Why Older Adults Need to Train for Power

Filed under: General Health, Training

Training for power is imperative as we age. In fact it is the first thing we lose as we get older. However there is a bright side. This is a quality that can be retained from proper training, and being to maintain it or at least drastically slow down its loss our quality of life would improve drastically.

(this is a 68 year old CP client whom I had the privilege of training many times)

Lets back up for a second though and actually define power. Power is Force x Velocity.

In terms of exercise the force is your strength, so strength training will most definitely help you to maintain your power output. However people not only lose their strength, or ability to produce force, they lose their ability to produce this force with any type of explosiveness, or velocity.

These combined losses drastically reduce our power output and reaction time as we age, and we lose our athleticism and ability to perform previously simple daily tasks.

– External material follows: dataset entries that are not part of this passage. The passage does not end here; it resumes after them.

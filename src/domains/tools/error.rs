//! Tool-specific error types.

use std::fmt;

use thiserror::Error;

use crate::domains::embedding::EmbeddingError;
use crate::domains::store::StoreError;

/// Why caller input was rejected.
#[derive(Debug, Clone, Copy, PartialEq, Eq)]
pub enum ValidationErrorKind {
    MissingRequired,
    TypeMismatch,
    ConstraintViolation,
    UnknownParameter,
}

impl ValidationErrorKind {
    pub fn as_str(&self) -> &'static str {
        match self {
            Self::MissingRequired => "MissingRequired",
            Self::TypeMismatch => "TypeMismatch",
            Self::ConstraintViolation => "ConstraintViolation",
            Self::UnknownParameter => "UnknownParameter",
        }
    }
}

impl fmt::Display for ValidationErrorKind {
    fn fmt(&self, f: &mut fmt::Formatter<'_>) -> fmt::Result {
        f.write_str(self.as_str())
    }
}

/// A rejected argument.
#[derive(Debug, Clone, PartialEq, Error)]
#[error("{kind} for parameter '{param}': {detail}")]
pub struct ValidationError {
    pub kind: ValidationErrorKind,
    pub param: String,
    pub detail: String,
    /// The violated constraint, for `ConstraintViolation`.
    pub constraint: Option<String>,
}

impl ValidationError {
    fn new(kind: ValidationErrorKind, param: &str, detail: impl Into<String>) -> Self {
        Self {
            kind,
            param: param.to_string(),
            detail: detail.into(),
            constraint: None,
        }
    }

    pub fn missing_required(param: &str) -> Self {
        Self::new(
            ValidationErrorKind::MissingRequired,
            param,
            "required parameter is missing",
        )
    }

    pub fn type_mismatch(param: &str, detail: impl Into<String>) -> Self {
        Self::new(ValidationErrorKind::TypeMismatch, param, detail)
    }

    pub fn constraint_violation(
        param: &str,
        constraint: impl Into<String>,
        detail: impl Into<String>,
    ) -> Self {
        Self {
            constraint: Some(constraint.into()),
            ..Self::new(ValidationErrorKind::ConstraintViolation, param, detail)
        }
    }

    pub fn unknown_parameter(param: &str) -> Self {
        Self::new(
            ValidationErrorKind::UnknownParameter,
            param,
            "parameter is not declared by this tool",
        )
    }
}

/// Errors that can occur while invoking a tool.
#[derive(Debug, Clone, PartialEq, Error)]
pub enum ToolError {
    /// The requested tool is not in the catalog.
    #[error("Tool not found: {0}")]
    NotFound(String),

    /// Caller input was rejected.
    #[error("Invalid arguments: {0}")]
    Validation(#[from] ValidationError),

    /// The tool definition cannot be turned into a query.
    #[error("Cannot compile tool '{tool}': {reason}")]
    Compilation { tool: String, reason: String },

    /// The database or embedding provider failed.
    #[error("Execution failed: {0}")]
    Execution(String),

    /// The invocation ran past its deadline.
    #[error("Tool execution timed out after {0}s")]
    Timeout(u64),

    /// The caller cancelled the invocation.
    #[error("Tool execution was cancelled")]
    Cancelled,
}

impl ToolError {
    /// Create a new "not found" error.
    pub fn not_found(name: impl Into<String>) -> Self {
        Self::NotFound(name.into())
    }

    /// Create a new "compilation" error.
    pub fn compilation(tool: impl Into<String>, reason: impl Into<String>) -> Self {
        Self::Compilation {
            tool: tool.into(),
            reason: reason.into(),
        }
    }

    /// Create a new "execution failed" error.
    pub fn execution(msg: impl Into<String>) -> Self {
        Self::Execution(msg.into())
    }

    /// Error kind reported to callers.
    pub fn kind(&self) -> &'static str {
        match self {
            Self::NotFound(_) => "NotFoundError",
            Self::Validation(_) => "ValidationError",
            Self::Compilation { .. } => "CompilationError",
            Self::Execution(_) | Self::Timeout(_) | Self::Cancelled => "ExecutionError",
        }
    }

    /// The offending parameter, for validation errors.
    pub fn parameter(&self) -> Option<&str> {
        match self {
            Self::Validation(e) => Some(&e.param),
            _ => None,
        }
    }

    /// The validation sub-kind, for validation errors.
    pub fn reason(&self) -> Option<&'static str> {
        match self {
            Self::Validation(e) => Some(e.kind.as_str()),
            _ => None,
        }
    }
}

impl From<StoreError> for ToolError {
    fn from(e: StoreError) -> Self {
        Self::Execution(e.to_string())
    }
}

impl From<EmbeddingError> for ToolError {
    fn from(e: EmbeddingError) -> Self {
        Self::Execution(e.to_string())
    }
}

I don’t know about you, but I want to be able to run around with my grandkids. While this is certainly many years (a few decades really) away for me, I still think it is important to train these factors.

Not only would training for power improve athleticism and ability to perform activities of daily living, it has also been shown to prevent sarcopenia, the age-related loss of skeletal muscle. This is another factor in our ability to function well, as maintenance of fat free mass and bone density will tremendously improve quality of life as we age.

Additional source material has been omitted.